What to produce:
If a line in the entries below includes "when", pick it out and copy it.

(Recorded data)
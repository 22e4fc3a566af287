use std::{
    env,
    fs::{self, File},
    io::Write,
    path::{Path, PathBuf},
};

use crate::{ConfigError, EditorConfig};

/// Overrides the base directory used by [`ConfigManager::default_location`].
pub const HOME_ENV: &str = "INVITATION_STUDIO_HOME";
const CONFIG_FILE: &str = "config.json";
const TMP_SUFFIX: &str = "tmp";

/// Handles persistence for [`EditorConfig`].
#[derive(Debug, Clone)]
pub struct ConfigManager {
    config_path: PathBuf,
}

impl ConfigManager {
    pub fn new(config_path: PathBuf) -> Self {
        Self { config_path }
    }

    pub fn with_base_dir(base: PathBuf) -> Result<Self, ConfigError> {
        let config_dir = base.join("config");
        fs::create_dir_all(&config_dir)?;
        Ok(Self::new(config_dir.join(CONFIG_FILE)))
    }

    /// Uses `$INVITATION_STUDIO_HOME` when set, otherwise the platform config
    /// directory.
    pub fn default_location() -> Result<Self, ConfigError> {
        Self::with_base_dir(default_base_dir())
    }

    pub fn config_path(&self) -> &Path {
        &self.config_path
    }

    /// Reads the config; a missing file yields the defaults.
    pub fn load(&self) -> Result<EditorConfig, ConfigError> {
        if self.config_path.exists() {
            let data = fs::read_to_string(&self.config_path)?;
            serde_json::from_str(&data).map_err(|err| ConfigError::Serde(err.to_string()))
        } else {
            Ok(EditorConfig::default())
        }
    }

    pub fn save(&self, config: &EditorConfig) -> Result<(), ConfigError> {
        if let Some(parent) = self.config_path.parent() {
            fs::create_dir_all(parent)?;
        }
        let json = serde_json::to_string_pretty(config)
            .map_err(|err| ConfigError::Serde(err.to_string()))?;
        let tmp = tmp_path(&self.config_path);
        write_all(&tmp, &json)?;
        fs::rename(&tmp, &self.config_path)?;
        Ok(())
    }
}

pub fn default_base_dir() -> PathBuf {
    if let Some(home) = env::var_os(HOME_ENV).filter(|value| !value.is_empty()) {
        return PathBuf::from(home);
    }
    dirs::config_dir()
        .or_else(dirs::home_dir)
        .unwrap_or_else(|| PathBuf::from("."))
        .join("invitation-studio")
}

fn tmp_path(path: &Path) -> PathBuf {
    let mut tmp = path.to_path_buf();
    let ext = match path.extension().and_then(|ext| ext.to_str()) {
        Some(existing) => format!("{}.{}", existing, TMP_SUFFIX),
        None => TMP_SUFFIX.to_string(),
    };
    tmp.set_extension(ext);
    tmp
}

fn write_all(path: &Path, data: &str) -> Result<(), ConfigError> {
    let mut file = File::create(path)?;
    file.write_all(data.as_bytes())?;
    file.flush()?;
    Ok(())
}
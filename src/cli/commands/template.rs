use std::path::Path;

use invitation_core::{
    detect_active_sections, detect_section_variants, fields_for_sections, EditorSession,
};
use invitation_domain::TemplateDefinition;

use crate::cli::core::{CommandError, CommandResult, ShellContext};
use crate::cli::output;
use crate::cli::commands::CommandEntry;
use crate::utils::templates::{demo_template, load_raw_data, load_template};

pub(crate) fn definitions() -> Vec<CommandEntry> {
    vec![
        CommandEntry::new(
            "new",
            "Start a session on the built-in demo template",
            "new",
            cmd_new,
        ),
        CommandEntry::new(
            "load-template",
            "Start a session on a template JSON file, optionally seeded with saved data",
            "load-template <template.json> [data.json]",
            cmd_load_template,
        ),
        CommandEntry::new(
            "sections",
            "List the active sections and their component variants",
            "sections",
            cmd_sections,
        ),
    ]
}

fn cmd_new(context: &mut ShellContext, _args: &[&str]) -> CommandResult {
    let template = demo_template();
    let session = EditorSession::for_template(&template);
    announce(&template, &session);
    context.start_session(template, session);
    Ok(())
}

fn cmd_load_template(context: &mut ShellContext, args: &[&str]) -> CommandResult {
    let (template_path, data_path) = match args {
        [template] => (*template, None),
        [template, data] => (*template, Some(*data)),
        _ => {
            return Err(CommandError::InvalidArguments(
                "usage: load-template <template.json> [data.json]".into(),
            ))
        }
    };

    let template = load_template(Path::new(template_path))?;
    let session = match data_path {
        Some(path) => {
            let initial = load_raw_data(Path::new(path))?;
            let sections =
                detect_active_sections(&template.sections_config, &template.metadata);
            let fields = fields_for_sections(&sections);
            EditorSession::initialize(fields, &template, Some(&initial))
        }
        None => EditorSession::for_template(&template),
    };
    announce(&template, &session);
    if !session.touched().is_empty() {
        output::info(format!(
            "{} field(s) imported from saved data.",
            session.touched().len()
        ));
    }
    context.start_session(template, session);
    Ok(())
}

fn cmd_sections(context: &mut ShellContext, _args: &[&str]) -> CommandResult {
    let session = context.session()?;
    let variants = context
        .template
        .as_ref()
        .map(|template| detect_section_variants(&template.sections_config))
        .unwrap_or_default();

    output::section("Sections");
    for section in session.active_sections() {
        let variant = variants
            .get(section)
            .cloned()
            .unwrap_or_else(|| section.default_variant());
        output::info(format!("  {:<10} {}", section.as_str(), variant));
    }
    Ok(())
}

fn announce(template: &TemplateDefinition, session: &EditorSession) {
    output::success(format!(
        "Session started for template `{}` ({} sections, {} fields).",
        template.id,
        session.active_sections().len(),
        session.fields().len()
    ));
}
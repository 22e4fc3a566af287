use std::{fs, path::Path};

use tracing::info;

use invitation_domain::{RawData, TemplateDefinition};

use crate::StudioError;

/// Reads a template definition from a JSON file.
pub fn load_template(path: &Path) -> Result<TemplateDefinition, StudioError> {
    let text = fs::read_to_string(path)?;
    let mut template: TemplateDefinition = serde_json::from_str(&text)?;
    if template.id.trim().is_empty() {
        template.id = path
            .file_stem()
            .and_then(|stem| stem.to_str())
            .map(str::to_string)
            .ok_or_else(|| StudioError::Template(format!("{} has no id", path.display())))?;
    }
    info!(template = %template.id, path = %path.display(), "template loaded");
    Ok(template)
}

/// Reads a flat data object, e.g. a saved invitation exported elsewhere.
pub fn load_raw_data(path: &Path) -> Result<RawData, StudioError> {
    let text = fs::read_to_string(path)?;
    match serde_json::from_str(&text)? {
        serde_json::Value::Object(map) => Ok(map),
        _ => Err(StudioError::Template(format!(
            "{} does not contain a JSON object",
            path.display()
        ))),
    }
}

/// Template used when no file is loaded: every fallback section with the
/// built-in component defaults.
pub fn demo_template() -> TemplateDefinition {
    TemplateDefinition::new("demo", "Demo")
}

#[cfg(test)]
mod tests {
    use super::*;

    #[test]
    fn template_without_id_takes_file_stem() {
        let dir = tempfile::tempdir().expect("tempdir");
        let path = dir.path().join("olivos.json");
        fs::write(&path, r#"{"name": "Olivos", "sectionsConfig": {"hero": true}}"#)
            .expect("write");

        let template = load_template(&path).expect("load");
        assert_eq!(template.id, "olivos");
        assert_eq!(template.name, "Olivos");
        assert!(template.sections_config.contains_key("hero"));
    }

    #[test]
    fn raw_data_must_be_an_object() {
        let dir = tempfile::tempdir().expect("tempdir");
        let path = dir.path().join("data.json");
        fs::write(&path, "[1, 2]").expect("write");
        assert!(matches!(
            load_raw_data(&path),
            Err(StudioError::Template(_))
        ));
    }
}
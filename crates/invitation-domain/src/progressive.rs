//! Persistence-facing view of an editing session.

use std::collections::{BTreeMap, BTreeSet};

use serde::{Deserialize, Serialize};

use crate::value::FieldValue;

/// Field key to template default, computed once per session.
pub type TemplateDefaults = BTreeMap<String, FieldValue>;

/// Minimal payload needed to rebuild a customization: the user's overrides
/// (touched keys only), the defaults they were made against, and the touched set.
#[derive(Clone, Debug, Default, PartialEq, Serialize, Deserialize)]
#[serde(default)]
pub struct ProgressiveData {
    pub template_id: String,
    pub overrides: BTreeMap<String, FieldValue>,
    pub defaults: TemplateDefaults,
    pub touched: BTreeSet<String>,
}

impl ProgressiveData {
    pub fn is_pristine(&self) -> bool {
        self.touched.is_empty()
    }
}

/// Snapshot of one field as the editor sees it.
#[derive(Clone, Debug, PartialEq, Serialize)]
#[serde(rename_all = "camelCase")]
pub struct FieldState {
    pub value: FieldValue,
    pub is_touched: bool,
    pub is_modified: bool,
    pub default_value: FieldValue,
    pub can_reset: bool,
}
use crate::cli::core::{CommandError, CommandResult, ShellContext};
use crate::cli::help;
use crate::cli::commands::{ArgumentKind, CommandEntry};

pub(crate) fn definitions() -> Vec<CommandEntry> {
    vec![
        CommandEntry::new(
            "help",
            "Show available commands",
            "help [command]",
            cmd_help,
        )
        .completing(ArgumentKind::Command),
        CommandEntry::new("exit", "Exit the shell", "exit", cmd_exit),
    ]
}

fn cmd_help(context: &mut ShellContext, args: &[&str]) -> CommandResult {
    if let Some(name) = args.first() {
        match context.commands.find(name) {
            Some(entry) => help::print_command(entry),
            None => context.suggest_command(name),
        }
        return Ok(());
    }

    help::print_overview(&context.commands);
    Ok(())
}

fn cmd_exit(_context: &mut ShellContext, _args: &[&str]) -> CommandResult {
    Err(CommandError::ExitRequested)
}
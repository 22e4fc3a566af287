//! Section identifiers and layout variants.

use std::fmt;

use serde::{Deserialize, Serialize};

/// Visual blocks an invitation template can stack.
///
/// Declaration order is the canonical stacking order; `Ord` follows it, so any
/// ordered collection keyed by `SectionId` iterates in render order.
#[derive(Clone, Copy, Debug, PartialEq, Eq, PartialOrd, Ord, Hash, Serialize, Deserialize)]
#[serde(rename_all = "lowercase")]
pub enum SectionId {
    Hero,
    Welcome,
    Couple,
    Countdown,
    Story,
    Video,
    Gallery,
    Itinerary,
    Footer,
}

impl SectionId {
    /// Every section in canonical order.
    pub const ALL: [SectionId; 9] = [
        SectionId::Hero,
        SectionId::Welcome,
        SectionId::Couple,
        SectionId::Countdown,
        SectionId::Story,
        SectionId::Video,
        SectionId::Gallery,
        SectionId::Itinerary,
        SectionId::Footer,
    ];

    pub fn as_str(self) -> &'static str {
        match self {
            SectionId::Hero => "hero",
            SectionId::Welcome => "welcome",
            SectionId::Couple => "couple",
            SectionId::Countdown => "countdown",
            SectionId::Story => "story",
            SectionId::Video => "video",
            SectionId::Gallery => "gallery",
            SectionId::Itinerary => "itinerary",
            SectionId::Footer => "footer",
        }
    }

    /// Parses a bare section name, ignoring case and surrounding whitespace.
    pub fn from_name(name: &str) -> Option<Self> {
        let normalized = name.trim().to_ascii_lowercase();
        SectionId::ALL
            .into_iter()
            .find(|section| section.as_str() == normalized)
    }

    /// Position of the section in the canonical order.
    pub fn position(self) -> usize {
        self as usize
    }

    pub fn default_variant(self) -> SectionVariant {
        SectionVariant::numbered(self, 1)
    }
}

impl fmt::Display for SectionId {
    fn fmt(&self, f: &mut fmt::Formatter<'_>) -> fmt::Result {
        f.write_str(self.as_str())
    }
}

/// Names the component variant rendering a section, e.g. `gallery_2`.
#[derive(Clone, Debug, PartialEq, Eq, PartialOrd, Ord, Hash, Serialize, Deserialize)]
#[serde(transparent)]
pub struct SectionVariant(String);

impl SectionVariant {
    pub fn new(value: impl Into<String>) -> Self {
        Self(value.into().trim().to_ascii_lowercase())
    }

    pub fn numbered(section: SectionId, index: u32) -> Self {
        Self(format!("{}_{}", section.as_str(), index))
    }

    pub fn as_str(&self) -> &str {
        &self.0
    }
}

impl fmt::Display for SectionVariant {
    fn fmt(&self, f: &mut fmt::Formatter<'_>) -> fmt::Result {
        f.write_str(&self.0)
    }
}

#[cfg(test)]
mod tests {
    use super::*;

    #[test]
    fn ordering_follows_canonical_stack() {
        let mut sections = vec![SectionId::Footer, SectionId::Gallery, SectionId::Hero];
        sections.sort();
        assert_eq!(
            sections,
            vec![SectionId::Hero, SectionId::Gallery, SectionId::Footer]
        );
        assert_eq!(SectionId::Countdown.position(), 3);
    }

    #[test]
    fn names_parse_case_insensitively() {
        assert_eq!(SectionId::from_name(" Gallery "), Some(SectionId::Gallery));
        assert_eq!(SectionId::from_name("rsvp"), None);
        assert_eq!(SectionId::Story.default_variant().as_str(), "story_1");
    }
}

Your response:
    /// Uses `$INVITATION_STUDIO_HOME` when set, otherwise the platform config
/// Template used when no file is loaded: every fallback section with the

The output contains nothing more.